Pharmacy giant CVS Health and Aetna, the nation's third-largest health insurer, are making progress toward a merger and could strike a deal by Monday, according to a person familiar with the discussions.
The possible deal, which is still not certain to happen, could be one of the biggest health-care mergers of all time and would mark a major shift in the competitive landscape of the industry.
Siloed, stand-alone health-care companies that perform functions such as processing health claims, filling prescriptions or negotiating drug costs are moving to become integrated companies aimed at managing many aspects of patient care.
The deal — and the shift in CVS business — may have been expedited by the tremors of anticipation rumbling through the health-care industry that Amazon could soon start selling prescription drugs.
Combining with Aetna could make CVS less vulnerable to potential Amazon competition, as it expands beyond filling prescriptions and negotiating drug prices and toward broader management of patient health. (Amazon chief executive Jeffrey P. Bezos owns The Washington Post.)
For years, CVS has been evolving away from its familiar identity as an ubiquitous corner drugstore. It has extended into the big business of negotiating drug prices for employers and insurers, built out retail MinuteClinics and sent nurses to people's homes to help administer infusion drugs. Joining with Aetna continues this expansion into delivering care and could push Aetna's 22 million members into its network of pharmacies and clinics.
For Aetna, the merger would bring the business of drug price negotiation in-house, just as competitors have done. Health insurers are seeking more data and touch points with consumers, which CVS could provide through its retail locations, pharmacists, infusion services and clinics.
Analysts from the investment firm Jefferies wrote in August that Aetna's chief executive, Mark Bertolini, had described working with CVS and possibly other retailers to transform storefronts suffering eroding sales into a health pavilion offering blood draws, medical imaging, drug infusions and dialysis.
This trend toward “vertical integration” — bringing independent businesses that perform different services under one umbrella — is playing out across health care, pushed by financial incentives that are gradually shifting to reward patient outcomes.
For example, as a major pharmacy benefit manager, CVS today negotiates discounts with drug companies — one piece of health spending. With Aetna, CVS would have the data and financial motivation to incentivize better and more efficient health care for a patient overall, by seeing how drug spending fits in the broader context. Its pharmacists could help ensure patients are adhering to that drug regimen. Its MinuteClinics could be offered to patients at very low cost, to discourage the use of higher-priced health-care services.

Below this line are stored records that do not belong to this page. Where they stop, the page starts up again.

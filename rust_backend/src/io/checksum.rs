//! Checksums of written output tables.

use sha2::{Digest, Sha256};

/// Calculate the SHA-256 checksum of an output table.
///
/// # Arguments
/// * `content` - Encoded bytes exactly as written to disk
///
/// # Returns
/// Hexadecimal string representation of the SHA-256 hash.
pub fn calculate_checksum(content: &[u8]) -> String {
    let mut hasher = Sha256::new();
    hasher.update(content);
    let result = hasher.finalize();
    hex::encode(result)
}
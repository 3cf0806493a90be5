//! Parsers for the raw catalog formats.
//!
//! # Parsers
//!
//! - [`boundary_parser`]: fixed-width constellation boundary records
//! - [`bayer`]: Bayer/Flamsteed designations to Unicode labels
//! - [`spectral`]: spectral class letters and chart colors
//! - [`line_list_parser`]: Stellarium line lists and constellation names
//! - [`sexagesimal`]: `"5h 35.4m"` / `"-5d 27'"` position strings
//!
//! # Example
//!
//! ```
//! use skychart_etl::parsing::boundary_parser::parse_boundary_records;
//!
//! let points = parse_boundary_records("22.8714256 +35.1669998 AND  I\n", "bound_20.dat")
//!     .expect("valid record");
//! assert_eq!(points[0].constellation, "AND");
//! ```

pub mod bayer;
pub mod boundary_parser;
pub mod line_list_parser;
pub mod sexagesimal;
pub mod spectral;

#[cfg(test)]
mod boundary_parser_tests;

pub use sexagesimal::{Declination, RightAscension};
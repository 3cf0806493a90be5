//! Spectral classification and color mapping.
//!
//! Only the leading Morgan-Keenan letter matters for chart coloring. Subdwarf
//! types carry an `sd` prefix that is stripped first; white dwarfs (`D...`)
//! and lowercase-prefixed types are left unclassified.

use crate::core::lookup::{OUTLINE_FALLBACK_COLOR, SPECTRAL_COLORS, UNKNOWN_COLOR};

/// Upper bound on `sd` prefixes removed from one spectral type.
const MAX_SUBDWARF_PREFIXES: usize = 4;

/// Extract the spectral class letter.
///
/// # Examples
///
/// ```
/// use skychart_etl::parsing::spectral::spectral_class_letter;
///
/// assert_eq!(spectral_class_letter("sdB5"), Some('B'));
/// assert_eq!(spectral_class_letter("K2III"), Some('K'));
/// assert_eq!(spectral_class_letter("DA2"), None);
/// ```
pub fn spectral_class_letter(spectral_type: &str) -> Option<char> {
    let mut remaining = spectral_type;
    for _ in 0..MAX_SUBDWARF_PREFIXES {
        match remaining.strip_prefix("sd") {
            Some(stripped) => remaining = stripped,
            None => break,
        }
    }

    remaining
        .chars()
        .next()
        .filter(|c| c.is_ascii_uppercase() && *c != 'D')
}

/// Chart color for a spectral class; unknown or missing classes are black.
pub fn display_color(class_letter: Option<char>) -> &'static str {
    class_letter
        .and_then(|letter| SPECTRAL_COLORS.get(&letter).copied())
        .unwrap_or(UNKNOWN_COLOR)
}

/// Outline color: the display color, with black replaced by beige.
pub fn outline_color(display_color: &str) -> &str {
    if display_color == UNKNOWN_COLOR {
        OUTLINE_FALLBACK_COLOR
    } else {
        display_color
    }
}
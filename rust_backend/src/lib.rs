//! Batch ETL for sky-chart catalogs.
//!
//! Turns raw astronomical catalogs (IAU constellation boundaries, the HYG
//! star database, Stellarium sky-culture line lists and a curated deep-sky
//! list) into the normalized tables a chart renderer reads.

pub mod config;
pub mod core;
pub mod io;
pub mod parsing;
pub mod preprocessing;

pub use config::EtlConfig;
pub use crate::core::{EtlError, EtlResult};
pub use preprocessing::{PipelineKind, PipelineReport, PreprocessPipeline};
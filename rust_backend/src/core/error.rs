//! Error types for catalog transformations.
//!
//! Strict failures abort a pipeline run before any output is written. Each
//! variant carries enough context (source file, line or row, offending value)
//! to locate the bad input without re-running under a debugger.

use polars::prelude::PolarsError;

/// Result type for catalog transformations
pub type EtlResult<T> = Result<T, EtlError>;

/// Error type for catalog transformations
#[derive(Debug, thiserror::Error)]
pub enum EtlError {
    #[error("{source_name}:{line}: malformed record: {reason}")]
    MalformedRecord {
        source_name: String,
        line: usize,
        reason: String,
    },

    #[error("{source_name}: row {row}: cannot parse {column} value {value:?}: {reason}")]
    MalformedField {
        source_name: String,
        row: usize,
        column: String,
        value: String,
        reason: String,
    },

    #[error("{source_name}: missing required column '{column}'")]
    MissingColumn { source_name: String, column: String },

    #[error("{source_name}: {} asterism star(s) missing from the star catalog: {ids:?}", .ids.len())]
    UnresolvedStars { source_name: String, ids: Vec<u32> },

    #[error("expected {expected} zodiac asterisms, found {found}")]
    ZodiacCount { expected: usize, found: usize },

    #[error("output validation failed: {}", .errors.join("; "))]
    Validation { errors: Vec<String> },

    #[error("Configuration error: {0}")]
    Configuration(String),

    #[error("Table error: {0}")]
    Table(#[from] PolarsError),
}

impl EtlError {
    pub fn malformed_record(source_name: &str, line: usize, reason: impl Into<String>) -> Self {
        EtlError::MalformedRecord {
            source_name: source_name.to_string(),
            line,
            reason: reason.into(),
        }
    }

    pub fn malformed_field(
        source_name: &str,
        row: usize,
        column: &str,
        value: &str,
        reason: impl Into<String>,
    ) -> Self {
        EtlError::MalformedField {
            source_name: source_name.to_string(),
            row,
            column: column.to_string(),
            value: value.to_string(),
            reason: reason.into(),
        }
    }

    pub fn missing_column(source_name: &str, column: &str) -> Self {
        EtlError::MissingColumn {
            source_name: source_name.to_string(),
            column: column.to_string(),
        }
    }
}

#[cfg(test)]
mod tests {
    use super::*;

    #[test]
    fn test_malformed_record_message_names_line() {
        let err = EtlError::malformed_record("bound_20.dat", 42, "declination is not a number");
        assert_eq!(
            err.to_string(),
            "bound_20.dat:42: malformed record: declination is not a number"
        );
    }

    #[test]
    fn test_unresolved_stars_message_counts_ids() {
        let err = EtlError::UnresolvedStars {
            source_name: "hygdata_processed.csv".to_string(),
            ids: vec![7, 11],
        };
        assert_eq!(
            err.to_string(),
            "hygdata_processed.csv: 2 asterism star(s) missing from the star catalog: [7, 11]"
        );
    }
}
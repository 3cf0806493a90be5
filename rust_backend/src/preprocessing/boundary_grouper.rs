//! Groups constellation boundary vertices into one polygon per constellation.
//!
//! Vertex order inside a group is the polygon traversal order and is kept
//! exactly as read; groups are emitted in order of first appearance.

use anyhow::Result;
use polars::prelude::*;
use std::collections::HashMap;
use std::path::Path;

use crate::core::domain::{BoundaryPoint, ConstellationBoundary, PointType};
use crate::core::EtlResult;
use crate::io::{self, format_list};
use crate::parsing::boundary_parser::parse_boundary_records;
use crate::preprocessing::pipeline::{PipelineKind, PipelineReport};
use crate::preprocessing::validator::OutputValidator;

/// Group points by constellation code with an insertion-ordered multimap.
pub fn group_boundaries(points: &[BoundaryPoint]) -> Vec<ConstellationBoundary> {
    let mut slots: HashMap<&str, usize> = HashMap::new();
    let mut groups: Vec<ConstellationBoundary> = Vec::new();

    for point in points {
        let slot = *slots.entry(point.constellation.as_str()).or_insert_with(|| {
            groups.push(ConstellationBoundary::new(point.constellation.as_str()));
            groups.len() - 1
        });
        groups[slot].push(point.ra_hours, point.dec_degrees);
    }

    groups
}

/// Convert boundaries to the `name,ra,dec` output table
pub fn boundaries_to_dataframe(boundaries: &[ConstellationBoundary]) -> EtlResult<DataFrame> {
    let names: Vec<&str> = boundaries.iter().map(|b| b.name.as_str()).collect();
    let ras: Vec<String> = boundaries.iter().map(|b| format_list(&b.ra_hours)).collect();
    let decs: Vec<String> = boundaries
        .iter()
        .map(|b| format_list(&b.dec_degrees))
        .collect();

    let df = df!(
        "name" => names,
        "ra" => ras,
        "dec" => decs,
    )?;

    Ok(df)
}

/// Parse `input`, group it and write the boundary table to `output`
pub fn run(input: &Path, output: &Path) -> Result<PipelineReport> {
    let source_name = io::source_name(input);
    let content = io::read_text(input)?;

    let points = parse_boundary_records(&content, &source_name)?;
    let interpolated = points
        .iter()
        .filter(|p| p.point_type == PointType::Interpolated)
        .count();
    log::info!(
        "Parsed {} boundary points from {} ({} interpolated)",
        points.len(),
        source_name,
        interpolated
    );

    let boundaries = group_boundaries(&points);
    let validation = OutputValidator::validate_boundaries(points.len(), &boundaries).into_result()?;
    validation.log_warnings(PipelineKind::Boundaries.name());
    log::info!("Grouped into {} constellation boundaries", boundaries.len());

    let mut df = boundaries_to_dataframe(&boundaries)?;
    log::debug!("{}", df.head(Some(5)));
    let artifact = io::write_csv(&mut df, output)?;

    let mut report = PipelineReport::new(PipelineKind::Boundaries, validation)
        .with_stat("records", points.len())
        .with_stat("original_points", points.len() - interpolated)
        .with_stat("interpolated_points", interpolated)
        .with_stat("constellations", boundaries.len());
    report.outputs.push(artifact);
    Ok(report)
}

#[cfg(test)]
mod tests {
    use super::*;

    fn point(code: &str, ra: f64, dec: f64) -> BoundaryPoint {
        BoundaryPoint {
            ra_hours: ra,
            dec_degrees: dec,
            constellation: code.to_string(),
            point_type: PointType::Original,
        }
    }

    #[test]
    fn test_grouping_preserves_point_order_within_groups() {
        let points = vec![
            point("ORI", 5.0, 10.0),
            point("AND", 23.0, 35.0),
            point("ORI", 4.0, 12.0),
            point("AND", 22.0, 53.0),
            point("ORI", 6.0, -11.0),
        ];

        let groups = group_boundaries(&points);

        assert_eq!(groups.len(), 2);
        assert_eq!(groups[0].name, "ORI");
        // Not sorted: file order encodes the traversal
        assert_eq!(groups[0].ra_hours, vec![5.0, 4.0, 6.0]);
        assert_eq!(groups[0].dec_degrees, vec![10.0, 12.0, -11.0]);
        assert_eq!(groups[1].name, "AND");
        assert_eq!(groups[1].ra_hours, vec![23.0, 22.0]);
    }

    #[test]
    fn test_point_counts_are_conserved() {
        let points: Vec<BoundaryPoint> = (0..30)
            .map(|i| point(["AND", "ORI", "SER1"][i % 3], i as f64 / 2.0, 0.0))
            .collect();
        let groups = group_boundaries(&points);
        assert_eq!(groups.iter().map(|g| g.len()).sum::<usize>(), points.len());
    }

    #[test]
    fn test_empty_input() {
        assert!(group_boundaries(&[]).is_empty());
        let df = boundaries_to_dataframe(&[]).unwrap();
        assert_eq!(df.height(), 0);
    }

    #[test]
    fn test_dataframe_has_list_cells() {
        let groups = group_boundaries(&[point("AND", 0.5, 1.0), point("AND", 1.25, 2.0)]);
        let df = boundaries_to_dataframe(&groups).unwrap();

        assert_eq!(df.height(), 1);
        let ra = df.column("ra").unwrap().str().unwrap();
        assert_eq!(ra.get(0), Some("[0.5, 1.25]"));
        let dec = df.column("dec").unwrap().str().unwrap();
        assert_eq!(dec.get(0), Some("[1.0, 2.0]"));
    }
}
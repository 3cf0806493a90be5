#[cfg(test)]
mod tests {
    use crate::core::domain::PointType;
    use crate::core::EtlError;
    use crate::parsing::boundary_parser::{parse_boundary_records, RECORD_SIZE};
    use proptest::prelude::*;

    /// Format a record exactly as `bound_20.dat` lays it out
    fn format_record(ra: f64, dec: f64, code: &str, flag: char) -> String {
        format!("{:10.7} {:+11.7} {:<4} {}", ra, dec, code, flag)
    }

    #[test]
    fn test_format_helper_matches_record_size() {
        assert_eq!(format_record(22.8714256, 35.1669998, "AND", 'I').len(), RECORD_SIZE);
        assert_eq!(format_record(1.5, -89.0, "SER2", 'O').len(), RECORD_SIZE);
    }

    #[test]
    fn test_parse_file_with_crlf_and_blank_lines() {
        let content = "22.8714256 +35.1669998 AND  I\r\n\r\n22.8714256 +52.6666718 AND  O\r\n";
        let points = parse_boundary_records(content, "bound_20.dat").unwrap();
        assert_eq!(points.len(), 2);
        assert_eq!(points[1].dec_degrees, 52.6666718);
        assert_eq!(points[1].point_type, PointType::Original);
    }

    #[test]
    fn test_error_reports_offending_line() {
        let content = [
            "22.8714256 +35.1669998 AND  I",
            "22.8714256 +52.6666718 AND  O",
            "22.8714256 +5x.6666718 AND  O",
        ]
        .join("\n");

        let err = parse_boundary_records(&content, "bound_20.dat").unwrap_err();
        match &err {
            EtlError::MalformedRecord {
                source_name, line, ..
            } => {
                assert_eq!(source_name, "bound_20.dat");
                assert_eq!(*line, 3);
            }
            other => panic!("unexpected error {:?}", other),
        }
        assert!(err.to_string().starts_with("bound_20.dat:3:"));
    }

    #[test]
    fn test_invalid_point_type_is_rejected() {
        let err = parse_boundary_records("22.8714256 +35.1669998 AND  X", "b").unwrap_err();
        assert!(err.to_string().contains("point type"), "{}", err);
    }

    #[test]
    fn test_delimiter_shifted_record_is_rejected() {
        // Same tokens, single-space separated: the code lands in the wrong columns
        let err = parse_boundary_records("22.8714256 +35.1669998 AND I", "b").unwrap_err();
        assert!(matches!(err, EtlError::MalformedRecord { line: 1, .. }));
    }

    #[test]
    fn test_non_blank_separator_is_rejected() {
        let content = [
            "22.8714256 +35.1669998 AND  I",
            "22.8714256 +35.16699981AND  I",
        ]
        .join("\n");

        let err = parse_boundary_records(&content, "bound_20.dat").unwrap_err();
        assert!(matches!(err, EtlError::MalformedRecord { line: 2, .. }), "{:?}", err);
    }

    #[test]
    fn test_separator_before_type_must_be_blank() {
        let err = parse_boundary_records("22.8714256 +35.1669998 ANDXXI", "b").unwrap_err();
        assert!(matches!(err, EtlError::MalformedRecord { line: 1, .. }));
        assert!(err.to_string().contains("byte 28"), "{}", err);
    }

    proptest! {
        #[test]
        fn prop_every_record_parses_back(
            records in prop::collection::vec(
                (0.0f64..24.0, -90.0f64..90.0, "[A-Z]{3}[A-Z1-2]?", prop::bool::ANY),
                1..50,
            )
        ) {
            let content: String = records
                .iter()
                .map(|(ra, dec, code, original)| {
                    format_record(*ra, *dec, code, if *original { 'O' } else { 'I' }) + "\n"
                })
                .collect();

            let points = parse_boundary_records(&content, "generated").unwrap();
            prop_assert_eq!(points.len(), records.len());
            for (point, (_, _, code, original)) in points.iter().zip(&records) {
                prop_assert_eq!(&point.constellation, code);
                prop_assert_eq!(point.point_type == PointType::Original, *original);
            }
        }
    }
}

“I want my pharmacy benefit manager to care about the total medical bill, as opposed to just the drug bill. I want my PBM to care about what kind of care is actually being delivered to the patient, and not just the cost and quality associated with that one silo,” said Dan Mendelson, president of Avalere Health, a consulting firm.
On CVS's most recent earnings calls, executives discussed the evolution of its business.
“We have begun to triage patients, where we are actively managing patients who have been diagnosed with some type of chronic care condition, in an effort to ensure that they're following their regimens of care, in an effort to keep them healthy,” said Larry J. Merlo, chief executive of CVS Health. “I think we have been able to demonstrate that our local presence, the fact that that can lead to direct engagement with customers and patients, and as a result, produce better outcomes at a reduced cost.”
In addition to CVS's potential challenge from Amazon, Aetna is facing a competitive threat from other insurers. UnitedHealth Group, the nation's largest insurer has a fast-growing segment of business called Optum that includes a pharmacy benefit manager as well as data services and a care delivery business involving 20,000 doctors and hundreds of facilities. Close to half of its revenue now comes from Optum. Another major insurer, Anthem, recently announced it would bring its drug negotiation management in-house.
“It has become increasingly clear that each of these individual organizations, with their one piece of the overall health-care pie, whether it is managing prescriptions or claims or the inpatient piece, isn't doing a whole lot. You have to have the whole picture,” said Kim Monk, a managing director at Capital Alpha Partners.
The deal could raise some antitrust concerns, particularly because both companies compete in offering Medicare prescription drug plans.
Aetna's proposed merger with Humana crumbled last year under Justice Department opposition. But the recent Justice Department challenge to the proposed merger between AT&T and Time Warner shows that even vertical mergers — combinations of companies that don't directly compete — may attract antitrust scrutiny.
“For Aetna subscribers, they'd effectively be forced into not being able to use their pharmacy of choice,” said David Balto, a former policy director of the Federal Trade Commission who led the consumer opposition to Aetna's proposed merger with Humana.